After 1959 he worked occasionally for the Public Health Service as special consultant on mental health. In 1962, at the age of eighty-one, Kolb published his ground-breaking work, Drug Addiction: A Medical Problem. In it he argued against the idea that addiction causes crime, and for the thesis that addicts would likely be productive citizens, as they typically were in the nineteenth century, if the law would just leave them alone. Citing the British adage "Opium soothes, alcohol maddens, " Kolb contended that alcohol impairs judgment, whereas opiates do not. Even though his research led him to believe that drug addicts and alcoholics alike were generally unstable people who had mental problems before they became addicted, he held firmly that opiates ought to be legalized and readily available, even more so than alcohol, not only because they cause less social damage than alcohol but also because, in some cases, opiates may help a person to become a productive member of society.

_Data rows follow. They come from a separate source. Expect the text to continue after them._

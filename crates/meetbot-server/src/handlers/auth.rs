//! Login redirect and OAuth callback.

use axum::{
  Json,
  extract::{Query, State},
  http::{StatusCode, header},
  response::{IntoResponse, Response},
};
use meetbot_core::{store::PrincipalStore, token::TokenGrant};
use serde::{Deserialize, Serialize};
use tracing::{info, warn};

use crate::{AppState, error::ApiError};

// ─── Login ────────────────────────────────────────────────────────────────────

/// `GET /login`
pub async fn login<S>(State(state): State<AppState<S>>) -> Response
where
  S: PrincipalStore + Clone + 'static,
{
  let csrf = state.logins.issue().await;
  let url = state.oauth.authorization_url(&csrf);
  info!(redirect_uri = state.oauth.redirect_uri(), "redirecting to identity provider");
  (StatusCode::FOUND, [(header::LOCATION, url.to_string())]).into_response()
}

// ─── Callback ─────────────────────────────────────────────────────────────────

#[derive(Debug, Deserialize)]
pub struct CallbackParams {
  pub code:              Option<String>,
  pub state:             Option<String>,
  pub error:             Option<String>,
  pub error_description: Option<String>,
}

#[derive(Debug, Serialize)]
struct AuthSuccess {
  message:    &'static str,
  user_email: String,
}

/// Provider-side failures are reported with status 200 and this body.
#[derive(Debug, Serialize)]
struct AuthFailure {
  message: &'static str,
  error:   String,
}

/// `GET /auth?code=...&state=...`
pub async fn callback<S>(
  State(state): State<AppState<S>>,
  Query(params): Query<CallbackParams>,
) -> Result<Response, ApiError>
where
  S: PrincipalStore + Clone + 'static,
{
  let grant = match exchange(&state, params).await {
    Ok(grant) => grant,
    Err(reason) => {
      warn!(%reason, "authorization failed");
      return Ok(Json(AuthFailure { message: "Error", error: reason }).into_response());
    }
  };

  let profile = state.oauth.fetch_profile(&grant.access_token).await?;

  let principal = state
    .store
    .upsert(profile, grant)
    .await
    .map_err(|e| ApiError::Store(Box::new(e)))?;

  info!(subject = %principal.subject, "principal authenticated");
  Ok(
    Json(AuthSuccess { message: "Authentication successful", user_email: principal.email })
      .into_response(),
  )
}

/// Validate the callback and trade the code for tokens. The error is the
/// text shown to the user.
async fn exchange<S>(state: &AppState<S>, params: CallbackParams) -> Result<TokenGrant, String>
where
  S: PrincipalStore + Clone + 'static,
{
  if let Some(error) = params.error {
    return Err(match params.error_description {
      Some(description) => format!("{error}: {description}"),
      None => error,
    });
  }

  let csrf = params.state.ok_or("missing state parameter")?;
  if !state.logins.consume(&csrf).await {
    return Err("invalid or expired state parameter".to_owned());
  }

  let code = params.code.ok_or("missing authorization code")?;
  state.oauth.exchange_code(&code).await.map_err(|e| e.to_string())
}
//! The `PrincipalStore` trait.
//!
//! The trait is implemented by storage backends (e.g. `meetbot-store-sqlite`).
//! The server depends on this abstraction, not on any concrete backend.

use std::future::Future;

use crate::{
  principal::{Principal, Profile},
  token::TokenGrant,
};

/// Credential repository over a backend holding one record per principal.
///
/// Every write is a single transaction; the returned [`Principal`] reflects
/// the committed row.
///
/// All methods return `Send` futures so the trait can be used in multi-threaded
/// async runtimes (e.g. tokio with `axum`).
pub trait PrincipalStore: Send + Sync {
  type Error: std::error::Error + Send + Sync + 'static;

  /// Exact-match lookup by identity-provider subject. A miss is `Ok(None)`.
  fn find_by_subject<'a>(
    &'a self,
    subject: &'a str,
  ) -> impl Future<Output = Result<Option<Principal>, Self::Error>> + Send + 'a;

  /// Exact-match lookup by email. A miss is `Ok(None)`.
  fn find_by_email<'a>(
    &'a self,
    email: &'a str,
  ) -> impl Future<Output = Result<Option<Principal>, Self::Error>> + Send + 'a;

  /// Create the principal for `profile.subject`, or merge the login into the
  /// existing one with [`Principal::apply_login`].
  fn upsert(
    &self,
    profile: Profile,
    grant: TokenGrant,
  ) -> impl Future<Output = Result<Principal, Self::Error>> + Send + '_;

  /// Merge a refreshed access token with [`Principal::apply_refresh`].
  ///
  /// Returns `None` when no principal has this subject; nothing is created.
  fn update_token<'a>(
    &'a self,
    subject: &'a str,
    grant: TokenGrant,
  ) -> impl Future<Output = Result<Option<Principal>, Self::Error>> + Send + 'a;
}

Kolb distinguished marijuana from the opiates on the ground that, like alcohol, it causes users to commit crimes. Yet he considered marijuana better than alcohol because it does not seem to be physically addictive. Above all, Kolb argued that drug addicts were not criminals, that they would commit fewer crimes than the nonaddicted population if they did not have to fight the law in order to procure drugs, and that their social difficulties should be addressed by physicians rather than by the courts. His view that addicts should be treated rather than jailed was based on his belief that mental disorders are chemical rather than psychological, and thus beyond the individual control of the sufferer. Kolb's views on this subject proved, as he predicted, less controversial in Europe than in America.
Connections
In 1910, Kolb married Lillian Coleman; they had three children. Their oldest child, Lawrence Coleman Kolb, became a well-known psychiatrist.